Glucose oxidase (GOx)-based electrodes offer promising applications in glucose sensing and as potential power sources for implantable devices, yet their performance remains critically dependent on efficient electron transfer and enzyme immobilization strategies. This study systematically investigated the co-immobilization of GOx and a redox-active osmium polymer, poly (N-vinylimidazole)-[Os(4,4 '-dimethyl-2,2 '-bipyridine)2Cl])+/2+ (PVI-Os-dme), using poly(ethylene glycol) diglycidyl ether (PEGDGE) as a crosslinker to enhance both the catalytic and electron-transfer properties of the electrode. By varying the enzyme-to-mediator ratio and applying a layer-by-layer assembly approach, we demonstrated that both loading quantity and composition critically influenced current generation, charge transfer resistance, and overall electrode efficiency.
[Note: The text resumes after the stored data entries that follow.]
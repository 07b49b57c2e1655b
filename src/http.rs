use chrono::Utc;
use std::io::{self, Write};

/// Format of the `Date` header
const HTTP_DATE_FORMAT: &str = "%a, %d %b %Y %H:%M:%S GMT";

/// HTTP Status Codes the server can send
#[derive(Debug, Clone, Copy, PartialEq, Eq)]
pub enum Status {
    Ok = 200,
    MovedPermanently = 301,
    Forbidden = 403,
    NotFound = 404,
    MethodNotAllowed = 405,
}

impl Status {
    /// Get the text description for this status code
    pub fn as_str(&self) -> &'static str {
        match *self {
            Status::Ok => "OK",
            Status::MovedPermanently => "Moved Permanently",
            Status::Forbidden => "Forbidden",
            Status::NotFound => "Not Found",
            Status::MethodNotAllowed => "Method Not Allowed",
        }
    }

    pub fn code(&self) -> u16 {
        *self as u16
    }
}

/// First line of a request: method and raw (still encoded) target
#[derive(Debug, Clone, PartialEq, Eq)]
pub struct RequestLine {
    pub method: String,
    /// Raw bytes, so targets that are not UTF-8 survive until decoding
    pub target: Vec<u8>,
}

impl RequestLine {
    /// Parse the request line out of one buffer's worth of bytes.
    ///
    /// The line ends at the first `\r\n` or at the end of the buffer. Returns
    /// `None` when it does not hold two space-separated tokens.
    pub fn parse(data: &[u8]) -> Option<Self> {
        let end = data
            .windows(2)
            .position(|w| w == b"\r\n")
            .unwrap_or(data.len());
        let line = &data[..end];

        let method_end = line.iter().position(|&b| b == b' ')?;
        let (method, rest) = (&line[..method_end], &line[method_end + 1..]);
        let target = match rest.iter().position(|&b| b == b' ') {
            Some(target_end) => &rest[..target_end],
            None => rest,
        };

        if method.is_empty() || target.is_empty() {
            return None;
        }

        Some(Self {
            method: String::from_utf8_lossy(method).into_owned(),
            target: target.to_vec(),
        })
    }

    /// Target for log lines
    pub fn target_lossy(&self) -> String {
        String::from_utf8_lossy(&self.target).into_owned()
    }

    pub fn is_get(&self) -> bool {
        self.method == "GET"
    }
}

/// Current time as an HTTP `Date` value
pub fn http_date() -> String {
    Utc::now().format(HTTP_DATE_FORMAT).to_string()
}

/// Status line plus headers, written before any body bytes
#[derive(Debug, Clone)]
pub struct ResponseHead {
    pub status: Status,
    headers: Vec<(String, String)>,
}

impl ResponseHead {
    /// Create a head with no headers yet
    pub fn new(status: Status) -> Self {
        Self {
            status,
            headers: Vec::new(),
        }
    }

    /// Head carrying the headers every full response has:
    /// `Content-Type`, `Content-Length`, `Connection: close` and `Date`
    pub fn with_body_headers(status: Status, content_type: &str, content_length: u64) -> Self {
        Self::new(status)
            .header("Content-Type", content_type)
            .header("Content-Length", &content_length.to_string())
            .header("Connection", "close")
            .header("Date", &http_date())
    }

    /// Append a header
    pub fn header(mut self, name: &str, value: &str) -> Self {
        self.headers.push((name.to_string(), value.to_string()));
        self
    }

    /// Serialize the head, including the blank line that ends it
    pub fn to_bytes(&self) -> Vec<u8> {
        let mut out = format!("HTTP/1.1 {} {}\r\n", self.status.code(), self.status.as_str());
        for (name, value) in &self.headers {
            out.push_str(name);
            out.push_str(": ");
            out.push_str(value);
            out.push_str("\r\n");
        }
        out.push_str("\r\n");
        out.into_bytes()
    }

    pub fn write_to<W: Write>(&self, writer: &mut W) -> io::Result<()> {
        writer.write_all(&self.to_bytes())
    }
}

/// Send a complete response with an in-memory body
pub fn send_response<W: Write>(
    writer: &mut W,
    status: Status,
    content_type: &str,
    body: &[u8],
) -> io::Result<()> {
    let head = ResponseHead::with_body_headers(status, content_type, body.len() as u64);
    let mut response = head.to_bytes();
    response.extend_from_slice(body);
    writer.write_all(&response)?;
    writer.flush()
}

/// Send a plain-text response
pub fn send_text<W: Write>(writer: &mut W, status: Status, message: &str) -> io::Result<()> {
    send_response(writer, status, "text/plain", message.as_bytes())
}

/// Send the bare 301 used to add a trailing slash to directory URLs
pub fn send_redirect<W: Write>(writer: &mut W, location: &str) -> io::Result<()> {
    let head = ResponseHead::new(Status::MovedPermanently).header("Location", location);
    head.write_to(writer)?;
    writer.flush()
}
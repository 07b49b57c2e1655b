//! Fixed-size pool of OS threads fed from one shared queue.
//!
//! The queue and the stop flag live under the same mutex, so a worker checks
//! "stopped and empty" atomically and cannot miss a wake-up.

use crate::error::{ServerError, ServerResult};
use log::{debug, error};
use parking_lot::{Condvar, Mutex};
use std::collections::VecDeque;
use std::panic::{self, AssertUnwindSafe};
use std::sync::Arc;
use std::thread::{self, JoinHandle};

/// A unit of work run by exactly one worker
pub type Task = Box<dyn FnOnce() + Send + 'static>;

struct QueueState {
    tasks: VecDeque<Task>,
    stopping: bool,
}

struct Shared {
    state: Mutex<QueueState>,
    available: Condvar,
}

/// A pool of long-lived worker threads
pub struct WorkerPool {
    shared: Arc<Shared>,
    workers: Vec<JoinHandle<()>>,
    size: usize,
}

impl WorkerPool {
    /// Spawn `size` workers
    pub fn new(size: usize) -> ServerResult<Self> {
        if size == 0 {
            return Err(ServerError::Config("worker pool needs at least one thread".to_string()));
        }

        let shared = Arc::new(Shared {
            state: Mutex::new(QueueState {
                tasks: VecDeque::new(),
                stopping: false,
            }),
            available: Condvar::new(),
        });

        let mut pool = Self {
            shared,
            workers: Vec::with_capacity(size),
            size,
        };

        for id in 0..size {
            let shared = Arc::clone(&pool.shared);
            let handle = thread::Builder::new()
                .name(format!("worker-{}", id))
                .spawn(move || worker_loop(id, shared))
                .map_err(|e| ServerError::WorkerSpawn(e.to_string()))?;
            pool.workers.push(handle);
        }

        Ok(pool)
    }

    /// Queue a task and wake one idle worker
    pub fn submit<F>(&self, task: F) -> ServerResult<()>
    where
        F: FnOnce() + Send + 'static,
    {
        {
            let mut state = self.shared.state.lock();
            if state.stopping {
                return Err(ServerError::PoolStopped);
            }
            state.tasks.push_back(Box::new(task));
        }
        self.shared.available.notify_one();
        Ok(())
    }

    /// Number of worker threads
    pub fn size(&self) -> usize {
        self.size
    }

    /// Tasks waiting for a worker
    pub fn queued(&self) -> usize {
        self.shared.state.lock().tasks.len()
    }

    /// Stop accepting tasks, let the workers drain the queue, and join them
    pub fn shutdown(&mut self) {
        {
            let mut state = self.shared.state.lock();
            if state.stopping && self.workers.is_empty() {
                return;
            }
            state.stopping = true;
        }
        self.shared.available.notify_all();

        for handle in self.workers.drain(..) {
            let name = handle.thread().name().unwrap_or("worker").to_string();
            if handle.join().is_err() {
                error!("{} exited abnormally", name);
            }
        }
        debug!("Worker pool stopped");
    }
}

impl Drop for WorkerPool {
    fn drop(&mut self) {
        self.shutdown();
    }
}

fn worker_loop(id: usize, shared: Arc<Shared>) {
    loop {
        let task = {
            let mut state = shared.state.lock();
            while state.tasks.is_empty() && !state.stopping {
                shared.available.wait(&mut state);
            }
            match state.tasks.pop_front() {
                Some(task) => task,
                // Stopped and drained
                None => return,
            }
        };

        // A panicking task unwinds only to here; whatever it owned is dropped
        if let Err(payload) = panic::catch_unwind(AssertUnwindSafe(task)) {
            let message = payload
                .downcast_ref::<&str>()
                .map(|s| s.to_string())
                .or_else(|| payload.downcast_ref::<String>().cloned())
                .unwrap_or_else(|| "unknown panic".to_string());
            error!("Task panicked on worker {}: {}", id, message);
        }
    }
}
While current output increased with additional layers, the catalytic activity per unit mass of enzyme or mediator decreased, indicating a trade-off at high loadings. The optimized electrode, composed of six composite layers (2 mu g GOx, 3.6 mu g PVI-Os-dme, 2.2 mu g PEGDGE per layer), achieved the highest peak current of 23.7 +/- 1.7 mu A at 0.3 V and retained over 85% of initial current after 3 cycles and 57% after 5 cycles, demonstrating favorable reusability. Kinetic analysis revealed an apparent Michaelis-Menten constant (Kmapp) of 9.0 mM and a maximum current (Imax) of 29.2 mu A, confirming the electrode's high affinity and catalytic efficiency toward glucose. These results highlight the importance of optimizing GOx/PVI-Os-dme loadings, ratio, and the number of layers for enhancing the electrode performance.